Black Lives Matter Co-Founder Launches ‘Generously Funded’ Project To Build ‘Black Political Power’

Alicia Garza, an Oakland-based activist who co-founded Black Lives Matter, has discontinued her involvement with the group’s day-to-day operations to launch a “generously funded” project intended to build “Black political power” on the national, state, and local levels.

The transition allows for Garza to dedicate more time to her new role as principal of the Black Futures Lab – an advocacy group that was formally unveiled last week. She has been planning its rollout since 2017.

The first phase of her new endeavor begins this month when the lab will train 100 canvassers to interview thousands of black people for its Black Census Project. The initiative will cover 20 states and the District of Columbia, focusing on issues like generational oppression, mass incarceration, and police violence. Organizers hope to poll 200,000 individuals through field studies and an online survey to “clarify the diversity of wants and needs that Black people imagine,” and “transform” their communities.

“We can’t say [that] what black people in Oakland are experiencing is the same thing that black people are experiencing in Jackson, Mississippi,” Garza said in an interview with Mic. “Black communities are incredibly complex and not to the stereotype of what people have said they are.”

The targeted neighborhoods were chosen for their diverse, intersectional sample of black residents that organizers say have “consistently been left at the bottom of legislators’ agendas,” including unlawfully present immigrants, transgender persons, and formerly (and currently) incarcerated people.

The project expects to release its findings at the end of the year after partners have analyzed the responses. The results will help shape the platform of the Black Futures Lab, which maintains “a transnational outlook.”

“For a country built on the exclusion of Black votes, the Black Census Project is a vital step towards asserting the power of our community’s voices in an era where our president is leading a white nationalist movement against us,” said Rashad Robinson, executive director of Color of Change, a co-sponsor of the undertaking.

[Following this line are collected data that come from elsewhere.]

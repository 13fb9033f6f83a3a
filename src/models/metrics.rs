//! Metrics models for single punches and aggregated periods.
//!
//! This module contains the [`PunchMetrics`] record produced when a punch is
//! closed, the [`PeriodAggregate`] produced by daily/weekly reduction, and
//! the [`MetricsTotals`] trait that lets the aggregator consume both with a
//! single implementation.

use chrono::NaiveDateTime;
use serde::{Deserialize, Serialize};

use super::WorkDuration;

/// The attendance metrics computed for a single completed punch.
///
/// Produced once, wholesale, when a punch-out is recorded; recomputed
/// wholesale after an administrative timestamp correction; never partially
/// mutated. Timestamps carry the employee's local wall-clock time and
/// serialize as ISO-8601.
///
/// # Example
///
/// ```
/// use attendance_engine::models::{PunchMetrics, WorkDuration};
/// use chrono::NaiveDate;
///
/// let punch_in = NaiveDate::from_ymd_opt(2024, 1, 15).unwrap().and_hms_opt(9, 0, 0).unwrap();
/// let punch_out = NaiveDate::from_ymd_opt(2024, 1, 15).unwrap().and_hms_opt(18, 0, 0).unwrap();
///
/// let metrics = PunchMetrics {
///     total_worked: WorkDuration::from_minutes(540),
///     regular: WorkDuration::from_minutes(540),
///     overtime: WorkDuration::ZERO,
///     night_differential: WorkDuration::ZERO,
///     late: WorkDuration::ZERO,
///     undertime: WorkDuration::ZERO,
///     punch_in,
///     punch_out,
/// };
/// assert_eq!(metrics.total_worked.hours, 9);
/// ```
#[derive(Debug, Clone, PartialEq, Eq, Serialize, Deserialize)]
#[serde(rename_all = "camelCase")]
pub struct PunchMetrics {
    /// Whole minutes between punch-in and punch-out.
    pub total_worked: WorkDuration,
    /// Worked time within scheduled bounds, net of lateness.
    pub regular: WorkDuration,
    /// Worked time beyond the scheduled duration.
    pub overtime: WorkDuration,
    /// Worked minutes falling inside the 22:00–06:00 window.
    pub night_differential: WorkDuration,
    /// Minutes of punch-in after the scheduled start.
    pub late: WorkDuration,
    /// Minutes of punch-out before the scheduled end (same calendar day only).
    pub undertime: WorkDuration,
    /// The punch-in timestamp, employee-local wall clock.
    pub punch_in: NaiveDateTime,
    /// The punch-out timestamp, employee-local wall clock.
    pub punch_out: NaiveDateTime,
}

/// Field-wise sums over a set of punch metrics or daily aggregates.
///
/// The same shape serves both granularities: punches reduce into a daily
/// aggregate, and daily aggregates reduce into a weekly one. For weekly
/// aggregation `punch_count` counts the days worked rather than punches.
/// Rebuilt wholesale whenever the underlying record set changes.
#[derive(Debug, Clone, PartialEq, Eq, Serialize, Deserialize)]
#[serde(rename_all = "camelCase")]
pub struct PeriodAggregate {
    /// Summed worked time.
    pub total_worked: WorkDuration,
    /// Summed regular hours.
    pub regular: WorkDuration,
    /// Summed overtime.
    pub overtime: WorkDuration,
    /// Summed night differential.
    pub night_differential: WorkDuration,
    /// Summed lateness.
    pub late: WorkDuration,
    /// Summed undertime.
    pub undertime: WorkDuration,
    /// Number of records reduced into this aggregate.
    pub punch_count: usize,
}

/// Per-field minute totals extracted from a metrics-shaped record.
///
/// The intermediate currency of aggregation: every record type that can be
/// aggregated reports its six totals through [`MetricsTotals`], and the
/// aggregator sums these field-wise.
#[derive(Debug, Clone, Copy, Default, PartialEq, Eq)]
pub struct MinuteTotals {
    /// Total worked minutes.
    pub total_worked: u32,
    /// Regular minutes.
    pub regular: u32,
    /// Overtime minutes.
    pub overtime: u32,
    /// Night differential minutes.
    pub night_differential: u32,
    /// Late minutes.
    pub late: u32,
    /// Undertime minutes.
    pub undertime: u32,
}

/// Exposes the six per-field minute totals of a metrics-shaped record.
///
/// Implemented for [`PunchMetrics`] (daily aggregation from punches) and
/// [`PeriodAggregate`] (weekly aggregation from daily summaries), so that
/// [`aggregate_period`](crate::calculation::aggregate_period) is written
/// once and reused at both granularities.
pub trait MetricsTotals {
    /// Returns the record's minute totals for each of the six fields.
    fn minute_totals(&self) -> MinuteTotals;
}

impl MetricsTotals for PunchMetrics {
    fn minute_totals(&self) -> MinuteTotals {
        MinuteTotals {
            total_worked: self.total_worked.total_minutes,
            regular: self.regular.total_minutes,
            overtime: self.overtime.total_minutes,
            night_differential: self.night_differential.total_minutes,
            late: self.late.total_minutes,
            undertime: self.undertime.total_minutes,
        }
    }
}

impl MetricsTotals for PeriodAggregate {
    fn minute_totals(&self) -> MinuteTotals {
        MinuteTotals {
            total_worked: self.total_worked.total_minutes,
            regular: self.regular.total_minutes,
            overtime: self.overtime.total_minutes,
            night_differential: self.night_differential.total_minutes,
            late: self.late.total_minutes,
            undertime: self.undertime.total_minutes,
        }
    }
}
//! Request types for the attendance metrics API.
//!
//! This module defines the JSON request structures for the `/metrics` and
//! `/aggregate` endpoints.

use chrono::NaiveDateTime;
use serde::{Deserialize, Serialize};

use crate::error::EngineError;
use crate::models::{MetricsTotals, MinuteTotals, Schedule, WorkDuration};

/// Request body for the `/metrics` endpoint.
///
/// Sent by the punch-out handler when a punch closes and by the admin-edit
/// handler after a manual timestamp correction. Timestamps are ISO-8601 in
/// the employee's local time; when `schedule` is omitted the configured
/// default schedule applies.
#[derive(Debug, Clone, Serialize, Deserialize)]
#[serde(rename_all = "camelCase")]
pub struct MetricsRequest {
    /// The punch-in timestamp.
    pub punch_in: NaiveDateTime,
    /// The punch-out timestamp.
    pub punch_out: NaiveDateTime,
    /// The employee's schedule; falls back to the configured default.
    #[serde(default)]
    pub schedule: Option<ScheduleRequest>,
}

/// Schedule information in a metrics request, as `HH:MM` strings.
#[derive(Debug, Clone, Serialize, Deserialize)]
pub struct ScheduleRequest {
    /// Scheduled start time, 24-hour `HH:MM`.
    pub start: String,
    /// Scheduled end time, 24-hour `HH:MM`.
    pub end: String,
}

impl TryFrom<ScheduleRequest> for Schedule {
    type Error = EngineError;

    fn try_from(req: ScheduleRequest) -> Result<Self, Self::Error> {
        Schedule::parse(&req.start, &req.end)
    }
}

/// Request body for the `/aggregate` endpoint.
///
/// Sent by daily-aggregate recomputation after a punch set changes, and by
/// period-reporting jobs composing daily aggregates into weekly totals.
#[derive(Debug, Clone, Serialize, Deserialize)]
#[serde(rename_all = "camelCase")]
pub struct AggregateRequest {
    /// The metrics-shaped records to reduce.
    pub records: Vec<MetricsRecordRequest>,
}

/// One metrics-shaped record in an aggregate request.
///
/// Aggregate consumers routinely submit partially populated or legacy-shaped
/// records, so every field is optional and an absent duration counts as
/// zero. Unknown fields (timestamps, `punchCount` on a daily aggregate fed
/// back for weekly reduction) are ignored.
#[derive(Debug, Clone, Default, Serialize, Deserialize)]
#[serde(rename_all = "camelCase")]
pub struct MetricsRecordRequest {
    /// Total worked duration, if present.
    #[serde(default)]
    pub total_worked: Option<WorkDuration>,
    /// Regular-hours duration, if present.
    #[serde(default)]
    pub regular: Option<WorkDuration>,
    /// Overtime duration, if present.
    #[serde(default)]
    pub overtime: Option<WorkDuration>,
    /// Night-differential duration, if present.
    #[serde(default)]
    pub night_differential: Option<WorkDuration>,
    /// Lateness duration, if present.
    #[serde(default)]
    pub late: Option<WorkDuration>,
    /// Undertime duration, if present.
    #[serde(default)]
    pub undertime: Option<WorkDuration>,
}

impl MetricsTotals for MetricsRecordRequest {
    fn minute_totals(&self) -> MinuteTotals {
        let minutes = |d: &Option<WorkDuration>| d.map(|d| d.total_minutes).unwrap_or(0);
        MinuteTotals {
            total_worked: minutes(&self.total_worked),
            regular: minutes(&self.regular),
            overtime: minutes(&self.overtime),
            night_differential: minutes(&self.night_differential),
            late: minutes(&self.late),
            undertime: minutes(&self.undertime),
        }
    }
}

#[cfg(test)]
mod tests {
    use super::*;

    #[test]
    fn test_deserialize_metrics_request() {
        let json = r#"{
            "punchIn": "2024-01-15T09:00:00",
            "punchOut": "2024-01-15T18:00:00",
            "schedule": { "start": "09:00", "end": "18:00" }
        }"#;

        let request: MetricsRequest = serde_json::from_str(json).unwrap();
        assert_eq!(request.punch_in.to_string(), "2024-01-15 09:00:00");
        assert_eq!(request.schedule.as_ref().unwrap().start, "09:00");
    }

    #[test]
    fn test_deserialize_metrics_request_without_schedule() {
        let json = r#"{
            "punchIn": "2024-01-15T09:00:00",
            "punchOut": "2024-01-15T18:00:00"
        }"#;

        let request: MetricsRequest = serde_json::from_str(json).unwrap();
        assert!(request.schedule.is_none());
    }

    #[test]
    fn test_schedule_conversion() {
        let req = ScheduleRequest {
            start: "09:00".to_string(),
            end: "18:00".to_string(),
        };
        let schedule: Schedule = req.try_into().unwrap();
        assert_eq!(schedule.start, 540);
        assert_eq!(schedule.end, 1080);
    }

    #[test]
    fn test_schedule_conversion_propagates_format_error() {
        let req = ScheduleRequest {
            start: "9am".to_string(),
            end: "18:00".to_string(),
        };
        let result: Result<Schedule, _> = req.try_into();
        assert!(matches!(
            result.unwrap_err(),
            EngineError::InvalidTimeFormat { .. }
        ));
    }

    #[test]
    fn test_deserialize_aggregate_request() {
        let json = r#"{
            "records": [
                {
                    "totalWorked": { "hours": 4, "minutes": 0, "totalMinutes": 240 },
                    "regular": { "hours": 4, "minutes": 0, "totalMinutes": 240 },
                    "overtime": { "hours": 0, "minutes": 0, "totalMinutes": 0 },
                    "nightDifferential": { "hours": 0, "minutes": 0, "totalMinutes": 0 },
                    "late": { "hours": 0, "minutes": 30, "totalMinutes": 30 },
                    "undertime": { "hours": 0, "minutes": 0, "totalMinutes": 0 }
                }
            ]
        }"#;

        let request: AggregateRequest = serde_json::from_str(json).unwrap();
        assert_eq!(request.records.len(), 1);
        assert_eq!(request.records[0].minute_totals().total_worked, 240);
        assert_eq!(request.records[0].minute_totals().late, 30);
    }

    #[test]
    fn test_legacy_shaped_record_counts_missing_fields_as_zero() {
        let json = r#"{
            "records": [
                { "totalWorked": { "hours": 2, "minutes": 0, "totalMinutes": 120 } }
            ]
        }"#;

        let request: AggregateRequest = serde_json::from_str(json).unwrap();
        let totals = request.records[0].minute_totals();
        assert_eq!(totals.total_worked, 120);
        assert_eq!(totals.regular, 0);
        assert_eq!(totals.night_differential, 0);
    }

    #[test]
    fn test_record_ignores_unknown_fields() {
        // A daily aggregate fed back for weekly reduction carries punchCount
        // and timestamps; both are ignored.
        let json = r#"{
            "records": [
                {
                    "totalWorked": { "hours": 8, "minutes": 0, "totalMinutes": 480 },
                    "punchCount": 2,
                    "punchIn": "2024-01-15T09:00:00"
                }
            ]
        }"#;

        let request: AggregateRequest = serde_json::from_str(json).unwrap();
        assert_eq!(request.records[0].minute_totals().total_worked, 480);
    }
}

Color of Change, the nation’s largest online racial justice group, built the lab’s website and designed its digital questionnaire. Information collected could potentially be used to dispute data that is soon to be compiled by the federal government.

As Mic reported:

Launch of the project comes as the U.S. Census Bureau readies its 2020 population count, which some civil rights groups worry has been underfunded by the Republican-controlled Congress. A lack of funding could lead to undercounting of certain communities, such as nonwhite or minority communities…

Unlike the bureau’s count, which collects information about race, household size, income and education level through in-person interviews and mail-in surveys, the Black Census Project’s online website aims to catch a litany of data points specific to the black experience in the U.S.

Garza said she believes the effort may constitute the largest, targeted survey of black people “after Reconstruction.”

Garza went on to tell Mic that the new initiative is “generously funded,” and several progressive organizations are likely to benefit from the data gathered. Presumably, those groups would include both Black Lives Matter and the National Domestic Workers Alliance, where Garza still serves as special projects director. The Roddenberry Foundation also provides Garza with financial support, as she is among several “activists, leaders and disrupters” that were recently awarded $50,000 fellowships.

Along with Patrisse Cullors and Opal Tometi, Garza co-founded Black Lives Matter in 2013 after George Zimmerman was acquitted in the shooting death of Trayvon Martin. Since then, the organization has evolved into a global network of more than 40 official chapters.

In January, Tometi stepped away from the group to focus on other like-minded projects. She is currently executive director of the Black Alliance for Just Immigration, where Tometi has worked for nearly eight years.

Cullors, based in Los Angeles, will remain with Black Lives Matter as a spokesperson, senior advisor, and chief strategist. According to its official website, she “will continue to work with BLM staff and network members as the Black Lives Matter movement enters its fifth year, and formulates and implements its 2018-2023 strategic plan.”